Aquele moço incrédulo começou a chorar e não continha suas lágrimas. Benedita
ficou boquiaberta, pois nunca tinha visto uma manifestação como aquela.
Henrique, um adolescente problemática do bairro agora convertido, fazia do
evangelismo pessoal uma ponte para salvação até de quem não quisesse nos ouvir.
Ficava inquieto em estar na pracinha. Não se continha, subia os degraus da
“babi”[1] e
entrava templo adentro para evangelizar os que estavam sentados ouvindo as
palavras mortas do sacerdote sem Deus. Em alguns momentos, foi repreendido do
altar e levado à força para fora. Numa discussão, deixou um padre embaraçado,
pois quis explicar a razão de sua atitude, informando que aquelas pessoas
estavam indo para o inferno. Ao que o padre respondeu que levá-las para o
inferno era competência dele, usando outras palavras. Henrique, muito esperto, aproveitou-se
das palavras infelizes daquele homem e voltando-se para os que ouviam a
confusão proferiu: “Estão vendo para onde ele quer levar vocês?”. Aquilo deixou
o sujeito enfurecido e o Henrique ficou marcado, conhecido e proibido de entrar
no templo. Razão essa que quando chegávamos ali nas tardes de domingo, um clima
de preocupação se instaurava de ambos os lados. Não era nossa pretensão
prejudicar ninguém nem causar transtornos. Apenas queríamos pregar a salvação
para quem não tinha.
Outra ação que chamou
grande atenção era a “operação desfaz TJ”. Consistia em bater de porta em
porta, após a visita de alguma testemunha de Jeová a determinada casa para
desfazer o que eles tinham ensinado. Para isto, tínhamos um folheto denominado
“testemunhas de quem?”. Não nos demorávamos, pois entendíamos o incômodo das
pessoas levantarem-se cedo no domingo para abrir a porta para um estranho. Até
hoje não sei como o Henrique sabia previamente o roteiro de evangelização
deles, mas sei que era preciso na informação. As testemunhas de Jeová que nos
viam atrás deles não queriam acreditar no que estávamos fazendo. Isso gerou
debates do Henrique com Sandra (uma loira magrinha), frequentadora do salão na
João Cordeiro.

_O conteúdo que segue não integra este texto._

impl Draft for ClassDraft {
    type Entity = ClassSession;
    type Field = ClassField;

    fn from_entity(session: &ClassSession) -> Self {
        Self {
            id: Some(session.id.clone()),
            day: session.day.as_str().to_string(),
            subject: session.subject.clone(),
            group: session.group.clone(),
            room: session.room.clone().unwrap_or_default(),
            start_time: format_time(session.start_time),
            end_time: format_time(session.end_time),
            alternating: session.alternating,
            week_type: session.week_type.as_str().to_string(),
            note: session.note.clone().unwrap_or_default(),
        }
    }

    fn set(&mut self, field: ClassField, value: FieldValue) {
        match field {
            ClassField::Day => self.day = value.into_text(),
            ClassField::Subject => self.subject = value.into_text(),
            ClassField::Group => self.group = value.into_text(),
            ClassField::Room => self.room = value.into_text(),
            ClassField::StartTime => self.start_time = value.into_text(),
            ClassField::EndTime => self.end_time = value.into_text(),
            ClassField::Alternating => self.alternating = value.into_flag(),
            ClassField::WeekType => self.week_type = value.into_text(),
            ClassField::Note => self.note = value.into_text(),
        }
    }

    fn validate(&self) -> FieldErrors {
        validation::validate_class(self)
    }

    fn id(&self) -> Option<&str> {
        self.id.as_deref().filter(|id| !id.trim().is_empty())
    }

    fn set_id(&mut self, id: String) {
        self.id = Some(id);
    }

    fn build(&self) -> Result<ClassSession, FieldErrors> {
        let errors = self.validate();
        let parsed = (
            self.day.parse::<DayOfWeek>().ok(),
            parse_time(&self.start_time),
            parse_time(&self.end_time),
        );
        let (Some(day), Some(start_time), Some(end_time)) = parsed else {
            return Err(errors);
        };
        if !errors.is_empty() {
            return Err(errors);
        }
        Ok(ClassSession {
            id: self.id.clone().unwrap_or_else(new_entity_id),
            day,
            subject: self.subject.trim().to_string(),
            group: self.group.trim().to_string(),
            room: non_blank(&self.room),
            start_time,
            end_time,
            alternating: self.alternating,
            week_type: self.week_type.parse().unwrap_or_default(),
            note: non_blank(&self.note),
        })
    }
}

#[derive(Debug, Clone, Copy, PartialEq, Eq)]
pub enum HolidayField {
    Name,
    Date,
    Type,
    Description,
}

impl FormField for HolidayField {
    fn as_str(&self) -> &'static str {
        match self {
            HolidayField::Name => "name",
            HolidayField::Date => "date",
            HolidayField::Type => "type",
            HolidayField::Description => "description",
        }
    }
}

impl std::str::FromStr for HolidayField {
    type Err = crate::calendar::UnknownValue;

    fn from_str(s: &str) -> Result<Self, Self::Err> {
        match s.trim() {
            "name" => Ok(HolidayField::Name),
            "date" => Ok(HolidayField::Date),
            "type" => Ok(HolidayField::Type),
            "description" => Ok(HolidayField::Description),
            other => Err(crate::calendar::UnknownValue {
                kind: "holiday field",
                value: other.to_string(),
            }),
        }
    }
}

#[derive(Debug, Clone, PartialEq, Serialize, Deserialize)]
#[serde(rename_all = "camelCase", default)]
pub struct HolidayDraft {
    pub id: Option<String>,
    pub name: String,
    pub date: String,
    #[serde(rename = "type")]
    pub holiday_type: String,
    pub description: String,
}

impl Default for HolidayDraft {
    fn default() -> Self {
        Self {
            id: None,
            name: String::new(),
            date: String::new(),
            holiday_type: HolidayType::BankHoliday.as_str().to_string(),
            description: String::new(),
        }
    }
}

impl Draft for HolidayDraft {
    type Entity = Holiday;
    type Field = HolidayField;

    fn from_entity(holiday: &Holiday) -> Self {
        Self {
            id: Some(holiday.id.clone()),
            name: holiday.name.clone(),
            date: format_date(holiday.date),
            holiday_type: holiday.holiday_type.as_str().to_string(),
            description: holiday.description.clone().unwrap_or_default(),
        }
    }

    fn set(&mut self, field: HolidayField, value: FieldValue) {
        let value = value.into_text();
        match field {
            HolidayField::Name => self.name = value,
            HolidayField::Date => self.date = value,
            HolidayField::Type => self.holiday_type = value,
            HolidayField::Description => self.description = value,
        }
    }

    fn validate(&self) -> FieldErrors {
        validation::validate_holiday(self)
    }

    fn id(&self) -> Option<&str> {
        self.id.as_deref().filter(|id| !id.trim().is_empty())
    }

    fn set_id(&mut self, id: String) {
        self.id = Some(id);
    }

    fn build(&self) -> Result<Holiday, FieldErrors> {
        let errors = self.validate();
        let parsed = (
            parse_date(&self.date),
            self.holiday_type.parse::<HolidayType>().ok(),
        );
        let (Some(date), Some(holiday_type)) = parsed else {
            return Err(errors);
        };
        if !errors.is_empty() {
            return Err(errors);
        }
        Ok(Holiday {
            id: self.id.clone().unwrap_or_else(new_entity_id),
            name: self.name.trim().to_string(),
            date,
            holiday_type,
            description: non_blank(&self.description),
        })
    }
}

#[derive(Debug, Clone, Copy, PartialEq, Eq)]
pub enum VacationField {
    Name,
    StartDate,
    EndDate,
    Type,
    Description,
}

impl FormField for VacationField {
    fn as_str(&self) -> &'static str {
        match self {
            VacationField::Name => "name",
            VacationField::StartDate => "startDate",
            VacationField::EndDate => "endDate",
            VacationField::Type => "type",
            VacationField::Description => "description",
        }
    }
}

impl std::str::FromStr for VacationField {
    type Err = crate::calendar::UnknownValue;

    fn from_str(s: &str) -> Result<Self, Self::Err> {
        match s.trim() {
            "name" => Ok(VacationField::Name),
            "startDate" | "start" => Ok(VacationField::StartDate),
            "endDate" | "end" => Ok(VacationField::EndDate),
            "type" => Ok(VacationField::Type),
            "description" => Ok(VacationField::Description),
            other => Err(crate::calendar::UnknownValue {
                kind: "vacation field",
                value: other.to_string(),
            }),
        }
    }
}

#[derive(Debug, Clone, PartialEq, Serialize, Deserialize)]
#[serde(rename_all = "camelCase", default)]
pub struct VacationDraft {
    pub id: Option<String>,
    pub name: String,
    pub start_date: String,
    pub end_date: String,
    #[serde(rename = "type")]
    pub vacation_type: String,
    pub description: String,
}

impl Default for VacationDraft {
    fn default() -> Self {
        Self {
            id: None,
            name: String::new(),
            start_date: String::new(),
            end_date: String::new(),
            vacation_type: VacationType::Vacation.as_str().to_string(),
            description: String::new(),
        }
    }
}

Era uma moça muito inteligente, mas não cedia, por mais que
fosse vencida pela argumentação do Henrique. Henrique era o mais versado entre
nós e considerávamos seu conhecimento abaixo apenas do jovem Glauco que também
era uma fonte de conhecimento bíblico e de Deus. Outra testemunha de Jeová que
debateu muito com o Henrique foi o Mocinho, também muito conhecedor do jeovismo,
sendo capaz de embaraçar qualquer pessoa despreparada. Com o Henrique, o
negócio era outro. Vibrávamos com os debates. Muitos anos depois, ficamos
agradecidos a Deus pela vida do Mocinho, pois havia se convertido e frequentou
alguns cultos na capela da Piedade.
[1]
Termo que identificava a igreja católica e abreviação para a grande Babilônia
de Apocalipse, aquela que se prostituiu com os reis da terra e virou covil de
demônios.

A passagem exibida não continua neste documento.